So you are trying to build subclasses in C. A possible way is to make the base struct to be the first element of the child struct, because in that case C standard explicitely allows casting back and forth between those 2 types:
6.7.2.1 Structure and union specifiers
§ 13 ... A pointer to a
structure object, suitably converted, points to its initial member (or if that member is a
bit-field, then to the unit in which it resides), and vice versa...

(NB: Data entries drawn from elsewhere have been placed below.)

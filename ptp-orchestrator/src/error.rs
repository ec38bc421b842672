use ptp_common::PumpError;
use ptp_prover::{GeneratorError, ProverError};
use ptp_verifier::VerifierError;
use ptp_wallet_state::WalletError;
use thiserror::Error;

use crate::directory::DirectoryError;

/// Everything the claim flow can refuse or fail with. Validation and
/// precondition variants leave all state as it was.
#[derive(Debug, Error)]
pub enum OrchestratorError {
    #[error(transparent)]
    Pump(#[from] PumpError),

    #[error(transparent)]
    Wallet(#[from] WalletError),

    #[error(transparent)]
    Generator(#[from] GeneratorError),

    #[error(transparent)]
    Prover(#[from] ProverError),

    #[error(transparent)]
    Verifier(#[from] VerifierError),

    #[error(transparent)]
    Directory(#[from] DirectoryError),

    #[error("claim session state lock poisoned")]
    Poisoned,
}
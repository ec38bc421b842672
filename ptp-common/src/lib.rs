//! ptp-common
//!
//! Types shared by every proof-the-pump crate: exact ETH amounts, pump
//! records, the eligibility proof artifact and the validation error
//! taxonomy.

pub mod amount;
pub mod error;
pub mod proof;
pub mod pump;

pub use amount::{EthAmount, ETH_DECIMALS};
pub use error::PumpError;
pub use ethers_core::types::{Address, U256};
pub use proof::{
    EligibilityClaim, G16Proof, ProofArtifact, PublicInputs, PROOF_CURVE, PROOF_SCHEME, PUBLIC_INPUT_COUNT,
};
pub use pump::{parse_address, NewPump, Pump};

/// Shorten an address for display, e.g. `0x1234...abcd`.
pub fn short_address(address: &Address) -> String {
    let full = format!("{address:?}");
    if full.len() <= 10 {
        return full;
    }
    format!("{}...{}", &full[..6], &full[full.len() - 4..])
}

The downside is that you need a cast to the base class to access its members:
Example code:
typedef struct SLnode
{
void* item;
void* next;
} SLnode;
typedef struct DLnode
{
struct SLnode base;
struct DLnode* prev;
} DLnode;
You can then use it that way:
DLnode *node = malloc(sizeof(DLnode));
((SLnode*) node)->next = NULL; // or node->base.next = NULL
((SLnode *)node)->item = val;
node->prev = NULL;
You can do this safely provided you use a union to contain the two structures:
union Lnode {
struct SLnode slnode;
struct DLnode dlnode;
};
Section 6.5.2.3 of the current C standard, as well as section 6.3.2.3 of the C89 standard, states the following:
6 One special guarantee is made in order to simplify the use of unions: if a union contains several structures that share a common
initial sequence (see below), and if the union object currently
contains one of these structures, it is permitted to inspect the
common initial part of any of them anywhere that a declaration of the
completed type of the union is visible. Two structures share a common
initial sequence if corresponding members have compatible types (and,
for bit-fields, the same widths) for a sequence of one or more initial
members.
Because the first two members of both structures are of the same type, you can freely access those members using either union member.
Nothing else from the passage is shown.